━━━━━ GIVEN DATA ━━━━━

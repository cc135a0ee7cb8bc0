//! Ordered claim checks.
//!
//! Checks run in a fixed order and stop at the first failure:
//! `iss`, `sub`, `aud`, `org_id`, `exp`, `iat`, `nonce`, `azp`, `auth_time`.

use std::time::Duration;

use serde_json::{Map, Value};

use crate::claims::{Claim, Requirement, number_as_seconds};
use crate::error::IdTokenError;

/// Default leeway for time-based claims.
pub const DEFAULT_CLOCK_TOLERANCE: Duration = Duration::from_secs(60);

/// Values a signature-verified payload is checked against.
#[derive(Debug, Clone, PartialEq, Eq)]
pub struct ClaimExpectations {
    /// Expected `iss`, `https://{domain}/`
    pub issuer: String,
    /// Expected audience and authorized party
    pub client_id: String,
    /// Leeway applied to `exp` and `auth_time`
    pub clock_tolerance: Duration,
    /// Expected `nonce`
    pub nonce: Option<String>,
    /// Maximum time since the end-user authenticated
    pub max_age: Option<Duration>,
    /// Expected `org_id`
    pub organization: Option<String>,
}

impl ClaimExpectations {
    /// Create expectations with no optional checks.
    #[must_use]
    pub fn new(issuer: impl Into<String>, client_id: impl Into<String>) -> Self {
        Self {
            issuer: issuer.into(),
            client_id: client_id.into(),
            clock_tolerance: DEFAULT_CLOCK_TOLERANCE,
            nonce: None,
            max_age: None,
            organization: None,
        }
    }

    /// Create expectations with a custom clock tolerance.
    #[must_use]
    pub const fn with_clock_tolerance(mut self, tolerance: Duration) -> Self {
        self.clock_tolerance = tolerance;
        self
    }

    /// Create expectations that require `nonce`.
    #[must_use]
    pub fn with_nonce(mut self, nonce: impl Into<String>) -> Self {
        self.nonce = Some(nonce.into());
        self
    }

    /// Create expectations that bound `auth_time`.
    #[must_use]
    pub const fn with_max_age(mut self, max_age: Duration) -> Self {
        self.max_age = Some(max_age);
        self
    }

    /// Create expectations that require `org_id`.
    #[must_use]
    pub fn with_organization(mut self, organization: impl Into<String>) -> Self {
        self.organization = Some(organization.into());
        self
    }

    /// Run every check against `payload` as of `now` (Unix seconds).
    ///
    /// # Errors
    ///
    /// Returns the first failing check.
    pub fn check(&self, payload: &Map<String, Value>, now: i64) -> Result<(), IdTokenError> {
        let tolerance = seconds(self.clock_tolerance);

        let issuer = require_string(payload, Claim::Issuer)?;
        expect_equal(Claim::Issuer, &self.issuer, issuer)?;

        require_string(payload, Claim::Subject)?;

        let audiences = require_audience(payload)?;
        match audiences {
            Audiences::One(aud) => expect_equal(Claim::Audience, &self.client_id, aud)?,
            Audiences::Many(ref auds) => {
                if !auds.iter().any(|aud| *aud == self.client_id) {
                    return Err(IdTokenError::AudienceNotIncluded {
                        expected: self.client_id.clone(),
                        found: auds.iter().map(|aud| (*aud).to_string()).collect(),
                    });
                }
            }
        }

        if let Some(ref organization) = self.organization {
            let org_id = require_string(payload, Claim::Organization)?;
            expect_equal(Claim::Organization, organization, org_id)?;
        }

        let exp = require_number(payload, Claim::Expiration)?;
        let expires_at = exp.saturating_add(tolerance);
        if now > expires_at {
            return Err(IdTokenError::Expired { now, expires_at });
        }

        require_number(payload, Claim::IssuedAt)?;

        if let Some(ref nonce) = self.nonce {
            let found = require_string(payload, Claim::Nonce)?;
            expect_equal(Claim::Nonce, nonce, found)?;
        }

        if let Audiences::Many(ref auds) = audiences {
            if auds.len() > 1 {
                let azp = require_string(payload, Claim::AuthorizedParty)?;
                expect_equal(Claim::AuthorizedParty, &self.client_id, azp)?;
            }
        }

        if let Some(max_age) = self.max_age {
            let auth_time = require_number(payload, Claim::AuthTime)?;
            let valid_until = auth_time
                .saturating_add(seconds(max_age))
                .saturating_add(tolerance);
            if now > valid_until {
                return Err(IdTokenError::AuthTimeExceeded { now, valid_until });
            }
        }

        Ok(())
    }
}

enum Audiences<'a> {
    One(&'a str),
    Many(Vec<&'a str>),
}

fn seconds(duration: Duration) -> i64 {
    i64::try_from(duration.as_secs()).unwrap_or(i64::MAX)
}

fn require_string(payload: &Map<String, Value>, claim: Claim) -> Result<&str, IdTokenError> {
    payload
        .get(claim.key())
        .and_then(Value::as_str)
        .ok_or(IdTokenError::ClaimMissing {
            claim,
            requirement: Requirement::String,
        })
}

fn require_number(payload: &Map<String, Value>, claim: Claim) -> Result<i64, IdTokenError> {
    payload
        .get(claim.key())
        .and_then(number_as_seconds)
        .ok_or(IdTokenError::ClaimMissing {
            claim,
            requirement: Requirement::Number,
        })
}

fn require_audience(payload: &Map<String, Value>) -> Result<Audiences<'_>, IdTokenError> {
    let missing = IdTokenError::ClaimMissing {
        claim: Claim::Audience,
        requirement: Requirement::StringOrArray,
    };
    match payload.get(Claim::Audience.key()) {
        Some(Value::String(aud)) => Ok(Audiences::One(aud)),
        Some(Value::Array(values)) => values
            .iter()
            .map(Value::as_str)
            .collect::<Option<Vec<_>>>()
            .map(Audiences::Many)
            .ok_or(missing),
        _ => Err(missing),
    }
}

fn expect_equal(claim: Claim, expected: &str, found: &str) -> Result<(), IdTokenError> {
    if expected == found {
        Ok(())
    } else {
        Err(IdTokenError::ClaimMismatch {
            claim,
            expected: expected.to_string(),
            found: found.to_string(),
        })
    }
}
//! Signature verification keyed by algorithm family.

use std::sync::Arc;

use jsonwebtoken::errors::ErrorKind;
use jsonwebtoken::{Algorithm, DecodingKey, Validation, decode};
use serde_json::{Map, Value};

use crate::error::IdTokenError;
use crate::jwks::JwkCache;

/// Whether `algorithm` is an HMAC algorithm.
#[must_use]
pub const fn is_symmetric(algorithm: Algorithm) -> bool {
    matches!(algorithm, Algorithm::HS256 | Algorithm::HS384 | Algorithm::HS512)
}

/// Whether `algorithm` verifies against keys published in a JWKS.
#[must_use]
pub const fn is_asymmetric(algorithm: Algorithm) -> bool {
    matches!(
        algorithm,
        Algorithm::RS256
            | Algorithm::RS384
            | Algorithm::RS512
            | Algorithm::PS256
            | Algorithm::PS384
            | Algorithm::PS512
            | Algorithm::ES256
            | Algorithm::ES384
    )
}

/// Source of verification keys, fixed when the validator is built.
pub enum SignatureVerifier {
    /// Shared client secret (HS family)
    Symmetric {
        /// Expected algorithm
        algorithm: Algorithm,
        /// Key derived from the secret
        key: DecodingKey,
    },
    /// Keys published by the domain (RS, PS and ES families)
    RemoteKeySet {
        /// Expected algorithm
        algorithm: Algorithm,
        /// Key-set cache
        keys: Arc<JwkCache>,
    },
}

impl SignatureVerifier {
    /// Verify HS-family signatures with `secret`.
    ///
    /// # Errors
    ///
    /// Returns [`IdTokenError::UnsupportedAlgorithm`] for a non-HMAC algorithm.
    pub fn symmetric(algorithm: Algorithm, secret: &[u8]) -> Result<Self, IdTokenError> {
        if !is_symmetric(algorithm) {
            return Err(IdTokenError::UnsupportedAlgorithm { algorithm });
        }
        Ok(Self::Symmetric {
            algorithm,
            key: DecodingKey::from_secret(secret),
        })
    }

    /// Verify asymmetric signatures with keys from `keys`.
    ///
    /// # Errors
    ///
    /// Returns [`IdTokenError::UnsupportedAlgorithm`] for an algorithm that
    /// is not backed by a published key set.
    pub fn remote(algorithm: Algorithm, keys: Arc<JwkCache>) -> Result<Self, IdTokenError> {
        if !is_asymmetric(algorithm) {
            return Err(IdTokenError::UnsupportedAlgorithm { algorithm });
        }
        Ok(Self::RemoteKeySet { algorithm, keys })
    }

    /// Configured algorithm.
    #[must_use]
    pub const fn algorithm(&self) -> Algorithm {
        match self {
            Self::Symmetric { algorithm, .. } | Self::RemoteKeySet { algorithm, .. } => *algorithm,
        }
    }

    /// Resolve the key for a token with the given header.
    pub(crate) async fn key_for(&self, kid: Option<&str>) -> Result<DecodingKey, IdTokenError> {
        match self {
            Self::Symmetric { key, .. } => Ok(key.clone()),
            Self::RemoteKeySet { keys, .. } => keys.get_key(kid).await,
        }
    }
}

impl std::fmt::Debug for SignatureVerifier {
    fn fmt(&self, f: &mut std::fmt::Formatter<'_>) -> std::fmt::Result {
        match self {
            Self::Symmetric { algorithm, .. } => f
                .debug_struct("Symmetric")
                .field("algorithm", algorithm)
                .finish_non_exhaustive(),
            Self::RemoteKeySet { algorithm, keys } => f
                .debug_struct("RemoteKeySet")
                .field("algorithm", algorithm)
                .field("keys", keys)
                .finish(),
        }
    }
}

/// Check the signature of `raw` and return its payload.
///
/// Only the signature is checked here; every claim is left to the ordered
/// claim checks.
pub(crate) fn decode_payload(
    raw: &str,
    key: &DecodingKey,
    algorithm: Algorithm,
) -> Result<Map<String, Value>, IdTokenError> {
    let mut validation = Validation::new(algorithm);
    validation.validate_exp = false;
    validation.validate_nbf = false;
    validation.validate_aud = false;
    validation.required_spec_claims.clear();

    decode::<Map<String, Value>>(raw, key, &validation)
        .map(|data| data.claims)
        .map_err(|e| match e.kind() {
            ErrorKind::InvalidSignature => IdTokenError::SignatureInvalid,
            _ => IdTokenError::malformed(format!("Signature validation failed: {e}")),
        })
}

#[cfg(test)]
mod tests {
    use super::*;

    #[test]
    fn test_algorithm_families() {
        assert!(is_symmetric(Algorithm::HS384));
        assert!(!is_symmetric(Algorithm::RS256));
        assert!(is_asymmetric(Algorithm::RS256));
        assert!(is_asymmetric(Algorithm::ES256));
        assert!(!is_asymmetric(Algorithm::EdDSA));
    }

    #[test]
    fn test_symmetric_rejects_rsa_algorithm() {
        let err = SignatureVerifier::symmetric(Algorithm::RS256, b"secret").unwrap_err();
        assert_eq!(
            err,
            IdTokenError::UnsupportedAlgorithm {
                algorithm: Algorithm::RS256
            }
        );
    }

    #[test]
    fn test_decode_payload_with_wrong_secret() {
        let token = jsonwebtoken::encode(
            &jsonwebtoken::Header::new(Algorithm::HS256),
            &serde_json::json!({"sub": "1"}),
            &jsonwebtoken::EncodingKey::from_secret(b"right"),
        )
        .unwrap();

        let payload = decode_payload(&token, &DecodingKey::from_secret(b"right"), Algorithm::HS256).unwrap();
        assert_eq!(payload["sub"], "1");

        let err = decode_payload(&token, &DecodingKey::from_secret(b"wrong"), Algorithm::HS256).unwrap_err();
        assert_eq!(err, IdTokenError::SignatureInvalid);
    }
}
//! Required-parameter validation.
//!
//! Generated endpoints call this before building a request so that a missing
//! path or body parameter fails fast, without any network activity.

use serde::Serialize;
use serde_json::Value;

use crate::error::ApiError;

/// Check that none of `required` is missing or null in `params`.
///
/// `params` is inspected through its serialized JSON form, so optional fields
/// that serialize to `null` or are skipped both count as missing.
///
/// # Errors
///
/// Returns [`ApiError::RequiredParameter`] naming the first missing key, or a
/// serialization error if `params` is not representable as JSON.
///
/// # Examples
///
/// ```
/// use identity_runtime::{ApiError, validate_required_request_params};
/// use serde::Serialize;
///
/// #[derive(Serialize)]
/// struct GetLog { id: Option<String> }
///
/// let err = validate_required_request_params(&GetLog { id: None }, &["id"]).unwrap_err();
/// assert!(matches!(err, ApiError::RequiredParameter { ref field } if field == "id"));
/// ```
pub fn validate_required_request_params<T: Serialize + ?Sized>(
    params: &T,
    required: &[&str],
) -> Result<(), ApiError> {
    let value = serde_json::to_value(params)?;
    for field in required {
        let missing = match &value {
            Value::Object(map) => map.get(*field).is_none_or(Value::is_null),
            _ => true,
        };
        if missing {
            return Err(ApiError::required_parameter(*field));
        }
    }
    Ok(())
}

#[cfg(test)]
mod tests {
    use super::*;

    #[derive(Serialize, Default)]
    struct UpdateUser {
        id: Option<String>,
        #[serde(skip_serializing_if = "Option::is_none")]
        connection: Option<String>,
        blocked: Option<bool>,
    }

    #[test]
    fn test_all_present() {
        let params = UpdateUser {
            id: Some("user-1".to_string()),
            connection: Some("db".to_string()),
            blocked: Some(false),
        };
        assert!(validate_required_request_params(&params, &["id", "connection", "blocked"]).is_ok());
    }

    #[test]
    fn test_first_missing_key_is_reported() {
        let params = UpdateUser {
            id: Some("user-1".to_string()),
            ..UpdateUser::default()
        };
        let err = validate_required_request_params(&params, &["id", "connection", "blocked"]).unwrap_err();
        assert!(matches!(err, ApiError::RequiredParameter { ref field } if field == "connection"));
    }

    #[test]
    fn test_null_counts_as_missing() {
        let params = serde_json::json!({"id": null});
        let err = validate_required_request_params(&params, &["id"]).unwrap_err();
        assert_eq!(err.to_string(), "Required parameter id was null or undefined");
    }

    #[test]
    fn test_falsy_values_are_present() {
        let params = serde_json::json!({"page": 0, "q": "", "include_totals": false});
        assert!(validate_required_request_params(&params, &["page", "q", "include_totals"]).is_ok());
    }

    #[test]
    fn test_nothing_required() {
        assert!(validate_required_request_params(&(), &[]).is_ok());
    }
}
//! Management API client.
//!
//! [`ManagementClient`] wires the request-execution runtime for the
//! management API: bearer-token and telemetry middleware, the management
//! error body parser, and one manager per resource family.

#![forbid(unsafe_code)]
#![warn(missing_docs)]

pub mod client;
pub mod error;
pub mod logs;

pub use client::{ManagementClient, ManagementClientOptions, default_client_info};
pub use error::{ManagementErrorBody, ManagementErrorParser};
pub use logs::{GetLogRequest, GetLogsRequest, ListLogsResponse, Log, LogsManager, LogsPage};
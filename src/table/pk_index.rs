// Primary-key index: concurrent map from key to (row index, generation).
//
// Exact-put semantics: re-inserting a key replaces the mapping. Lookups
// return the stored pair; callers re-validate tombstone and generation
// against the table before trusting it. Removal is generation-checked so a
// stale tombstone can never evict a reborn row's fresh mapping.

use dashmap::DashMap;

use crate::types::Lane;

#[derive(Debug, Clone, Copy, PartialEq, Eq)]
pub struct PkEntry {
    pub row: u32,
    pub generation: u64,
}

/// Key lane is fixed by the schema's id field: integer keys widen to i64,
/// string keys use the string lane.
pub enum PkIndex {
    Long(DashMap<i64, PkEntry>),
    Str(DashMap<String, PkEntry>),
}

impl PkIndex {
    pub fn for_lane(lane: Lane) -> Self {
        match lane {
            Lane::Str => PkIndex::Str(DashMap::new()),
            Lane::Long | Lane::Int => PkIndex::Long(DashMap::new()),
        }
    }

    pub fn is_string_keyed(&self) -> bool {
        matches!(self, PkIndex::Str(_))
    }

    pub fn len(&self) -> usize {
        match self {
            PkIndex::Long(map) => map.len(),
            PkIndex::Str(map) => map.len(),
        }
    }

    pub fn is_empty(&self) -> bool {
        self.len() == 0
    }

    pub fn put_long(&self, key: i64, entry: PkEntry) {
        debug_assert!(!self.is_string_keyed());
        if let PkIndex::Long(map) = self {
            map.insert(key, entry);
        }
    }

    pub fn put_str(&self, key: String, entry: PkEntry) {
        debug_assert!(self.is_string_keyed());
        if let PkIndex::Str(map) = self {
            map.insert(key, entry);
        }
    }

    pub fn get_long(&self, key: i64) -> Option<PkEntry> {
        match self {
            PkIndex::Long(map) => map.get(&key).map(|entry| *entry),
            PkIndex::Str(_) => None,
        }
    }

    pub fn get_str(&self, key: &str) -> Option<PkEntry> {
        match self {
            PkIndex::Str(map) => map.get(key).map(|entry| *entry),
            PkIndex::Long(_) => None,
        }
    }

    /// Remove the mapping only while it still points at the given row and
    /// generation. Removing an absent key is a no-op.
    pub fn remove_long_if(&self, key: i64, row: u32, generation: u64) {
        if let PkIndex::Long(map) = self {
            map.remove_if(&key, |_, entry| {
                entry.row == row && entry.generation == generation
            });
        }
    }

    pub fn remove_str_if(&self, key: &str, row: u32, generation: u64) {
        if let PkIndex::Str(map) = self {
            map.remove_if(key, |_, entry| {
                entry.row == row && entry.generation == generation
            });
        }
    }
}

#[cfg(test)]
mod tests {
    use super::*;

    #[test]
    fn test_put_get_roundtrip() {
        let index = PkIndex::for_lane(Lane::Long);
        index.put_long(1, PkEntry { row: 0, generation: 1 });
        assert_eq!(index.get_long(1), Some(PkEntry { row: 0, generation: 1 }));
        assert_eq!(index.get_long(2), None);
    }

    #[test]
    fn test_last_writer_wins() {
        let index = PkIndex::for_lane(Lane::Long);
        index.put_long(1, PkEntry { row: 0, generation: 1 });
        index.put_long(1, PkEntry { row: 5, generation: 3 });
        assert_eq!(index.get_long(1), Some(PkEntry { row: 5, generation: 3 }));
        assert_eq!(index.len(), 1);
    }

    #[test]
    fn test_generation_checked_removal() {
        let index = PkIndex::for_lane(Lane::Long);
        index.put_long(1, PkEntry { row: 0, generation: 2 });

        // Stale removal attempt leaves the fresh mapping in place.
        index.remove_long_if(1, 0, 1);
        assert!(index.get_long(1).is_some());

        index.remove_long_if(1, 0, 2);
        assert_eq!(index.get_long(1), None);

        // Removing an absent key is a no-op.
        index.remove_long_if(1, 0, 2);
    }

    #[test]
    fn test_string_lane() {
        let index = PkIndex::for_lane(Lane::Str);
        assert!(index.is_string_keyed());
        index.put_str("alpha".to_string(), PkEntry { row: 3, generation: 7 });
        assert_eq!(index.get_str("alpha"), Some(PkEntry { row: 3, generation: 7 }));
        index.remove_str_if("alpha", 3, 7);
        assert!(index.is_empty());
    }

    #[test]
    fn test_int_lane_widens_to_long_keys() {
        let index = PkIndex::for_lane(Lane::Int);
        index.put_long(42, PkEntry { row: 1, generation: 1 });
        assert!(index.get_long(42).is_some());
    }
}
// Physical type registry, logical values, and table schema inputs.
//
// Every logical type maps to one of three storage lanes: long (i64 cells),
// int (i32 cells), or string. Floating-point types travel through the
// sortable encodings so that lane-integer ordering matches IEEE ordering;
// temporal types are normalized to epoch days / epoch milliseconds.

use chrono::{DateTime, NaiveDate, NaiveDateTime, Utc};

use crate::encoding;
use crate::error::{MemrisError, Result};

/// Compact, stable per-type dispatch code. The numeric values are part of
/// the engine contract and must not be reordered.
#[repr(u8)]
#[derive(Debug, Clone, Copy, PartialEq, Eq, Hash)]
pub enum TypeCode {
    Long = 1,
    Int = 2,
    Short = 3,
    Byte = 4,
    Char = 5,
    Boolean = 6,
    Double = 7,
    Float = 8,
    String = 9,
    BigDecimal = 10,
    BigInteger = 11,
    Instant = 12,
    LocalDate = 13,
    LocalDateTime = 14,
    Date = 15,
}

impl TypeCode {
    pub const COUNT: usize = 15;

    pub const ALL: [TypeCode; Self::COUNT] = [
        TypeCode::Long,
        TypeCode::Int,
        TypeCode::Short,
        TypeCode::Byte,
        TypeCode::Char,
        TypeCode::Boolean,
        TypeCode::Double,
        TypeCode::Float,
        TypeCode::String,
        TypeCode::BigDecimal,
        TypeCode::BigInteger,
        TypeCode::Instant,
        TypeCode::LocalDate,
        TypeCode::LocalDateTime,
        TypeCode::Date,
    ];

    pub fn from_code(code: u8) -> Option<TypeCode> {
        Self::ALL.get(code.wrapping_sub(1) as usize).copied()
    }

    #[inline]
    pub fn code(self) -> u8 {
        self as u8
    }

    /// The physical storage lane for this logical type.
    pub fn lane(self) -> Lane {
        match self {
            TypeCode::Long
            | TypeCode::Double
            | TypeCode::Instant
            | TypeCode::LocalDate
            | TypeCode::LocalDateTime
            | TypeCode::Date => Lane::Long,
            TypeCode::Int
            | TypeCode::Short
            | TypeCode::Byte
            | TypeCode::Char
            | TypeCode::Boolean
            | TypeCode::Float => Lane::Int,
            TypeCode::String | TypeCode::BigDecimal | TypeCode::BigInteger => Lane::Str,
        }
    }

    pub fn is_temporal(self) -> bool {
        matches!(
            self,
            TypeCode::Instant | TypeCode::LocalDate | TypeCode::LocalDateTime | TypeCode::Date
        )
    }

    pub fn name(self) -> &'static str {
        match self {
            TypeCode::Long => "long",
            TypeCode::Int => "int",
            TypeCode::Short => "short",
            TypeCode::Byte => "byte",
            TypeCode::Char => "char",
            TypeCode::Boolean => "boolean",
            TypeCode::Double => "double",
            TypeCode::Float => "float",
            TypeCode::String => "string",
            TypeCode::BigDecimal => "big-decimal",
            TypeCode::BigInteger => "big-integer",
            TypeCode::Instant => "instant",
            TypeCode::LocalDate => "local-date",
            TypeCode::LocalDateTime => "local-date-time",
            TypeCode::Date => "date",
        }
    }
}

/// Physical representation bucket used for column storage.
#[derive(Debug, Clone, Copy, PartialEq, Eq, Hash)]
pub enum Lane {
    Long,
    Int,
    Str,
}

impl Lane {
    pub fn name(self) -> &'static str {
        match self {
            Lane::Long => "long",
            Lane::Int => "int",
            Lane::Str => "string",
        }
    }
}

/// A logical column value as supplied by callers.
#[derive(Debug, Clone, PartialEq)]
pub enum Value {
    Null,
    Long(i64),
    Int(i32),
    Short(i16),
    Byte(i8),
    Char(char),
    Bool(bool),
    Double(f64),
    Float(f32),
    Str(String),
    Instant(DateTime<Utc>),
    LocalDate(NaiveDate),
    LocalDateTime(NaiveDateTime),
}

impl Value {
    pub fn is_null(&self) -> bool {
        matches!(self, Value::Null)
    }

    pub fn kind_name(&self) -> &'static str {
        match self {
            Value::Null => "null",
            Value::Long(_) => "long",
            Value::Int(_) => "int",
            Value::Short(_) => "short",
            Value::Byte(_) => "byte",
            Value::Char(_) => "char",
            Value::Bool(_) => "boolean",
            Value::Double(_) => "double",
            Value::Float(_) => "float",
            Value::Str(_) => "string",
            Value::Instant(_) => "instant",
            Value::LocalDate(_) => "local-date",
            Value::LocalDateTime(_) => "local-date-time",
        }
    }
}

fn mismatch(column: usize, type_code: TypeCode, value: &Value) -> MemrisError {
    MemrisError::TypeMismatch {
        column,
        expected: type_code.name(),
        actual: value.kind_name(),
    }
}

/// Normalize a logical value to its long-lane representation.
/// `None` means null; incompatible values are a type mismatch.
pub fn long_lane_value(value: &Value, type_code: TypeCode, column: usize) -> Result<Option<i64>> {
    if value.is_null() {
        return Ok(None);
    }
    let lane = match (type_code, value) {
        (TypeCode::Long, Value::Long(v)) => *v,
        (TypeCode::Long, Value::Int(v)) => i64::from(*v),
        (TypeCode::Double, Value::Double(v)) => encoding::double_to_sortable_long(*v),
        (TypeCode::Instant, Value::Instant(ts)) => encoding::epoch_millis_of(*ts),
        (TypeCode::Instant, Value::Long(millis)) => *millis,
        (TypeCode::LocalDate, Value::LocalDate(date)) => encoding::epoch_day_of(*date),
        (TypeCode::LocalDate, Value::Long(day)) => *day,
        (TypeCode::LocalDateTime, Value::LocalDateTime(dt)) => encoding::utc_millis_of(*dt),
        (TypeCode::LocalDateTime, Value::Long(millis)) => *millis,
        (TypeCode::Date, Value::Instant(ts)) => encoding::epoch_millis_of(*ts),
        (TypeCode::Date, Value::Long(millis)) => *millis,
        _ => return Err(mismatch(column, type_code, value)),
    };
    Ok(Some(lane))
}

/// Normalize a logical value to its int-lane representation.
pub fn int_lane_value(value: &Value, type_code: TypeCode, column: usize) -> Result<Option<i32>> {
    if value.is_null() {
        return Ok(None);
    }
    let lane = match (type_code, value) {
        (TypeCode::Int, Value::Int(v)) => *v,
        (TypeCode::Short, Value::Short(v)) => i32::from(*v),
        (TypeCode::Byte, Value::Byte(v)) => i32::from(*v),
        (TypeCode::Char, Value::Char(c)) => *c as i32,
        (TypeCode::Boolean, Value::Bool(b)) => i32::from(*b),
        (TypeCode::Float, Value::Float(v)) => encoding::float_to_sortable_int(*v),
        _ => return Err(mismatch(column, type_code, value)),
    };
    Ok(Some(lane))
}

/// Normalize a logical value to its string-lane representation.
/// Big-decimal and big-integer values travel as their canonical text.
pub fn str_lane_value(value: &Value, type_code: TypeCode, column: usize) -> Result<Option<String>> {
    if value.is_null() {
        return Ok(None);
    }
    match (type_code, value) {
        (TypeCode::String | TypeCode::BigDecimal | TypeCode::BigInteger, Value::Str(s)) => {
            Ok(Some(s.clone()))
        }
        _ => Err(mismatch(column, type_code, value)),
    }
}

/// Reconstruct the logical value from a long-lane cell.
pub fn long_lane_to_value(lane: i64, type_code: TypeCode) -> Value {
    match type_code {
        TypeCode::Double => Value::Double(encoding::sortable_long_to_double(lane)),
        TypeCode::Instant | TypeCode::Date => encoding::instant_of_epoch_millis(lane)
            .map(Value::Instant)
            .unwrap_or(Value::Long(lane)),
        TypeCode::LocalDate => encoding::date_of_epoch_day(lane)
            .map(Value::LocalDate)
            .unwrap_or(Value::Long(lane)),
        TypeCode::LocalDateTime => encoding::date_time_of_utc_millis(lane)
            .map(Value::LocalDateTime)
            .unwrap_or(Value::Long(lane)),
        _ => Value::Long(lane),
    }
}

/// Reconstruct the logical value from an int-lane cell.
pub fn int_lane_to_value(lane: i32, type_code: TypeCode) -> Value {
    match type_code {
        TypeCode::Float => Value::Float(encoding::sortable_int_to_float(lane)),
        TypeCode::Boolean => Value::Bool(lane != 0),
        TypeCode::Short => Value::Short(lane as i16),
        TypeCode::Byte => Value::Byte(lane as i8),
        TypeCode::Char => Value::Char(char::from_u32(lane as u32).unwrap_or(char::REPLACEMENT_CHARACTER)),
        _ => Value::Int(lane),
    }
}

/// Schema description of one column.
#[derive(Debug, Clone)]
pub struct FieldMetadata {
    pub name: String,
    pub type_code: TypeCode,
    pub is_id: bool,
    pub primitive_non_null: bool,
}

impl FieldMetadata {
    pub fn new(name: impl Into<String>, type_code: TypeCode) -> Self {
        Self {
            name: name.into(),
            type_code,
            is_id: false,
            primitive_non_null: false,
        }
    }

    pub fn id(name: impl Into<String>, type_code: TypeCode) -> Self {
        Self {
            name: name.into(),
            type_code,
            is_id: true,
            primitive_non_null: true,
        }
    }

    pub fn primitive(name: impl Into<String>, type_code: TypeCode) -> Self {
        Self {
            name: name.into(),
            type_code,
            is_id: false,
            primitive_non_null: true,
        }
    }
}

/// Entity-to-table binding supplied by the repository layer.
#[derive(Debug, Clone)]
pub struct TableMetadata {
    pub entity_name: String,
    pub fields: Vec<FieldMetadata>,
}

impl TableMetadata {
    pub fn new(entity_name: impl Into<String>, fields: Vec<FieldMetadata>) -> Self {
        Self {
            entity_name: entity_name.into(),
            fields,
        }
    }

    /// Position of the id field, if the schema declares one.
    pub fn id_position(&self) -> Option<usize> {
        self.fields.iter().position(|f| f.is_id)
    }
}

━━━━━

§ **EXERCISE**
Each line from the top of the records down to the one with "is checked against." must be retyped exactly; include both ends and nothing else.

§ **RESPONSE TO THE TASK**
repository cc135a0ee7cb8bc0
//! Ordered claim checks.
//!
//! Checks run in a fixed order and stop at the first failure:
//! `iss`, `sub`, `aud`, `org_id`, `exp`, `iat`, `nonce`, `azp`, `auth_time`.

use std::time::Duration;

use serde_json::{Map, Value};

use crate::claims::{Claim, Requirement, number_as_seconds};
use crate::error::IdTokenError;

/// Default leeway for time-based claims.
pub const DEFAULT_CLOCK_TOLERANCE: Duration = Duration::from_secs(60);

/// Values a signature-verified payload is checked against.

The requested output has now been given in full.